**WHAT THE TASK ASKS:**
If a line in the records below contains the word "covers", return that line.

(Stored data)
#####
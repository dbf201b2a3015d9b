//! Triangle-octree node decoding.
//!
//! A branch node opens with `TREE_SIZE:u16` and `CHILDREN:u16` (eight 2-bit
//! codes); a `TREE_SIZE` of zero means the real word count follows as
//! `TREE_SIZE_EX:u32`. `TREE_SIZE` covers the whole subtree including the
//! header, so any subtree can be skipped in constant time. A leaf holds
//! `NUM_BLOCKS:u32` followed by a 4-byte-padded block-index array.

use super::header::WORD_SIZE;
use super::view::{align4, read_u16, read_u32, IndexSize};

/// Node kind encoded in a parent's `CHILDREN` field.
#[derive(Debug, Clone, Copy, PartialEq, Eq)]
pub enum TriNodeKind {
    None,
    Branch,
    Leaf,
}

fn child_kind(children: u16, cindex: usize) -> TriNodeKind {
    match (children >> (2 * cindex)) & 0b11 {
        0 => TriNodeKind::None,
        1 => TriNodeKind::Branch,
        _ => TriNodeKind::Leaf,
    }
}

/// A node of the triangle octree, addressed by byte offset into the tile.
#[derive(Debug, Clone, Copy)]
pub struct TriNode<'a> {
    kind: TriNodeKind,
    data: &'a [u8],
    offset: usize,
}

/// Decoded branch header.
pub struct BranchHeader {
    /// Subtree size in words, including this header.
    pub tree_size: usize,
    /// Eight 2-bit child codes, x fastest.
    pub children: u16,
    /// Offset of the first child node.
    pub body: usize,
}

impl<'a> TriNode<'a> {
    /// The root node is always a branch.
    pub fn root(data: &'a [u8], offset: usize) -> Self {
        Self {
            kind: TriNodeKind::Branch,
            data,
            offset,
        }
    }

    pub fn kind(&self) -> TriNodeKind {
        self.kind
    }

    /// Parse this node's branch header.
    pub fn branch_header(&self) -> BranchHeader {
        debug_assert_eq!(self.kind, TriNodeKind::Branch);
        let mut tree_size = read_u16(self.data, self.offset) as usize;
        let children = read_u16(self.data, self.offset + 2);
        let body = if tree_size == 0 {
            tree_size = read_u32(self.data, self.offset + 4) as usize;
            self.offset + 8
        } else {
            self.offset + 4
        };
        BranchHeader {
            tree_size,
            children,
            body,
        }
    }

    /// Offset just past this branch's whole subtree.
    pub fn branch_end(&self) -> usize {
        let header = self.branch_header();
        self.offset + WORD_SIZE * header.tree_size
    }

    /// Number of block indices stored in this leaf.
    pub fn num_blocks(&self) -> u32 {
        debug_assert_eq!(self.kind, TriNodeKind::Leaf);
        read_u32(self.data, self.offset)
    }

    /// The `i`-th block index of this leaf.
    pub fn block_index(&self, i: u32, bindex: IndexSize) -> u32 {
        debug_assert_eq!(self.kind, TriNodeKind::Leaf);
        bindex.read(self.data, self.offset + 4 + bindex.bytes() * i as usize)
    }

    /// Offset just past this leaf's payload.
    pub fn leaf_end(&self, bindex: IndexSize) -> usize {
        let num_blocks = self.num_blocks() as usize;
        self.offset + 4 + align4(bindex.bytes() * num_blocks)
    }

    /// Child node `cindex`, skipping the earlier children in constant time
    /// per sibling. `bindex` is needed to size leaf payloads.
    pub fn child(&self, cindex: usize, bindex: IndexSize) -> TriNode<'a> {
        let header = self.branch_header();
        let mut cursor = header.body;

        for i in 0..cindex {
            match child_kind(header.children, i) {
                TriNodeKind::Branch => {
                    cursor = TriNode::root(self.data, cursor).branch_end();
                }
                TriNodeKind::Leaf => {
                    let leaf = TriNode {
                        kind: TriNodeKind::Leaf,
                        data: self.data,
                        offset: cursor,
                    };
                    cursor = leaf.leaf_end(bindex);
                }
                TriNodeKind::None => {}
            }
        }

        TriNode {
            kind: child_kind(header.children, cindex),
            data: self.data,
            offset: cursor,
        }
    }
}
#####
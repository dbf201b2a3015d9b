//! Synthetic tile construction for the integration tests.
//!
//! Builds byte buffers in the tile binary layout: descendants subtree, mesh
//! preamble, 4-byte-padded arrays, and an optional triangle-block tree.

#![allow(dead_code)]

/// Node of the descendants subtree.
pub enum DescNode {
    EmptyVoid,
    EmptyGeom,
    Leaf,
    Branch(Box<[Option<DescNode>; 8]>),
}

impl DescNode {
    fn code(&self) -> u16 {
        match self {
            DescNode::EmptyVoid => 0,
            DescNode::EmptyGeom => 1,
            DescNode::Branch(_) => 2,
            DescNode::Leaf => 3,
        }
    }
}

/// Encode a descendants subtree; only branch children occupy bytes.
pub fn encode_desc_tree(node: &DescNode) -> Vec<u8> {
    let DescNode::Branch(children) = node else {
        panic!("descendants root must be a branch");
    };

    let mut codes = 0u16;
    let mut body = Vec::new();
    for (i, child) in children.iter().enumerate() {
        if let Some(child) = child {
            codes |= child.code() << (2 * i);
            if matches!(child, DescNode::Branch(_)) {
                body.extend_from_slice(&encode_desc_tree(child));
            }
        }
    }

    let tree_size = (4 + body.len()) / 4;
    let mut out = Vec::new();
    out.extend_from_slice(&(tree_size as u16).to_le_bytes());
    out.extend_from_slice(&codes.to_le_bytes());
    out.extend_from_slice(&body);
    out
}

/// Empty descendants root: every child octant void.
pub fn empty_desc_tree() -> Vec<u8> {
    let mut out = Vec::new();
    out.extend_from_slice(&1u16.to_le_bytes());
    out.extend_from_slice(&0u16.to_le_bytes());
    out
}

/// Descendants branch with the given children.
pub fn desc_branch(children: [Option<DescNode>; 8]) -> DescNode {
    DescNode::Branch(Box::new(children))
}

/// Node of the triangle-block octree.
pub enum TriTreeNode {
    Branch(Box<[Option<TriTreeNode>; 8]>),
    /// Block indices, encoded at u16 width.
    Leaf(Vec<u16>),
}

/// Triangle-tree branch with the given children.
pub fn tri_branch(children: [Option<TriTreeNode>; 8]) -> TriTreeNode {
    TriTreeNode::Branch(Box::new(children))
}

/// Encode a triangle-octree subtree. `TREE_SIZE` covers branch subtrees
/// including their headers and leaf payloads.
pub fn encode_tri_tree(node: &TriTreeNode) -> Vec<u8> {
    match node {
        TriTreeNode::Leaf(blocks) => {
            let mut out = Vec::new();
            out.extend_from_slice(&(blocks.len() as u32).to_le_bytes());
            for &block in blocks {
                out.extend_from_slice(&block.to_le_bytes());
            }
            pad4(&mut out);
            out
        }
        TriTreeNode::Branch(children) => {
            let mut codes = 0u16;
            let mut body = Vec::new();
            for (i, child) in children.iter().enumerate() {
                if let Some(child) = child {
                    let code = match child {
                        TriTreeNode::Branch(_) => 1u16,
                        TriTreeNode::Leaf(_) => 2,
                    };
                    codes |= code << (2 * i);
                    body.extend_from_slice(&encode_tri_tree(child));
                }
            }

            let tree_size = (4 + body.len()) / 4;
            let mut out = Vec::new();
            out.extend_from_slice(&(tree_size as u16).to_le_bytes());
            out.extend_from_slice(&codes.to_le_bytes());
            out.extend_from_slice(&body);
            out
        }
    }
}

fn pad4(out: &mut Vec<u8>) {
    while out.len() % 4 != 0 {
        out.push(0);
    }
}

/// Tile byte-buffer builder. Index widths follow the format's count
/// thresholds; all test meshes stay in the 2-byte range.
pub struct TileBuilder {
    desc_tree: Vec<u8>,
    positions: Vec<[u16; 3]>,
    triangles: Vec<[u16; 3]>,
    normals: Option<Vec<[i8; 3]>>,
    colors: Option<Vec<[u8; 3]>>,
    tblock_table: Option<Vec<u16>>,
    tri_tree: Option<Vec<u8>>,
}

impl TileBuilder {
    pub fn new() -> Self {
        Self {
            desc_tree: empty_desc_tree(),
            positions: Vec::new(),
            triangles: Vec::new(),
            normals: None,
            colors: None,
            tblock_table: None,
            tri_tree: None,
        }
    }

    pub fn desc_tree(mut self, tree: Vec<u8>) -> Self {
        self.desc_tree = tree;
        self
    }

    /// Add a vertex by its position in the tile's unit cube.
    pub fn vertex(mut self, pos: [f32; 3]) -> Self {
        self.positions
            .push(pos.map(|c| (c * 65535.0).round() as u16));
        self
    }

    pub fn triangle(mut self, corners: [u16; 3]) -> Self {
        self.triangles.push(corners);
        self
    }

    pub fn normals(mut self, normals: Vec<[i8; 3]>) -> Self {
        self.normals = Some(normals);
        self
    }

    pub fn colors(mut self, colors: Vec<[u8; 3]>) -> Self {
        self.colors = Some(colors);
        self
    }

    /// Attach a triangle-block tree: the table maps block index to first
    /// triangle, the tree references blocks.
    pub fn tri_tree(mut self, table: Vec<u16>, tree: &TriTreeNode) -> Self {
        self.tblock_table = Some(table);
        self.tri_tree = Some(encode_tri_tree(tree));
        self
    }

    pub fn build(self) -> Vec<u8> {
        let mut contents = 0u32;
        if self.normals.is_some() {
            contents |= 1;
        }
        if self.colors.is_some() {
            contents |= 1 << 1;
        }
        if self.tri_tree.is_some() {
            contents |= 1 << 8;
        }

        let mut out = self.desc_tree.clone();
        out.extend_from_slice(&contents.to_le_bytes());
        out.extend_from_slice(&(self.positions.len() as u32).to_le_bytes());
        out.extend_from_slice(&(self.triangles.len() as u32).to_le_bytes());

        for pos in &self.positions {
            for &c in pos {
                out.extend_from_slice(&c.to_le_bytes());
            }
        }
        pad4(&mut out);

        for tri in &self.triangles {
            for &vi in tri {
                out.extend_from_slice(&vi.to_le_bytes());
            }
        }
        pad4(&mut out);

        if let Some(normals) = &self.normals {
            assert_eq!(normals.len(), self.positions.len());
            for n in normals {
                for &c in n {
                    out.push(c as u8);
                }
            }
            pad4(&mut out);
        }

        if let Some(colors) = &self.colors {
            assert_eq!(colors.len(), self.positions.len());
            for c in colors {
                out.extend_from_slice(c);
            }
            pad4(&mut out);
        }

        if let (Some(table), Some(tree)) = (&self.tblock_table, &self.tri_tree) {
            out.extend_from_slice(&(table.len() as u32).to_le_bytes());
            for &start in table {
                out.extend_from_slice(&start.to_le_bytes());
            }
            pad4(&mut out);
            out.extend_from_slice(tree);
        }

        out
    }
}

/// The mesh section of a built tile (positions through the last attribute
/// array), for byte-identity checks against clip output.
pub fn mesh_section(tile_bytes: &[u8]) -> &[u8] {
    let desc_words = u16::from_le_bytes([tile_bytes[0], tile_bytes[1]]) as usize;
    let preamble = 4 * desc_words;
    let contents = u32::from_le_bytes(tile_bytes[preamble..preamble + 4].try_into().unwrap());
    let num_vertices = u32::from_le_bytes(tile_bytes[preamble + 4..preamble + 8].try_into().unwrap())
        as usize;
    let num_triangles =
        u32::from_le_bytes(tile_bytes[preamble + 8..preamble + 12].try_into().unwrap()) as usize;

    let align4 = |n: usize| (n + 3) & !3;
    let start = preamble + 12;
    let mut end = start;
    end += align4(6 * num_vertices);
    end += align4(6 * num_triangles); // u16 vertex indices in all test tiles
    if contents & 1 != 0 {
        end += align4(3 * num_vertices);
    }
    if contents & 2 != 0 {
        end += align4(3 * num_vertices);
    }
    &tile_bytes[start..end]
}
#####
**YOUR SOLUTION:**
//! `TREE_SIZE_EX:u32`. `TREE_SIZE` covers the whole subtree including the
/// Encode a triangle-octree subtree. `TREE_SIZE` covers branch subtrees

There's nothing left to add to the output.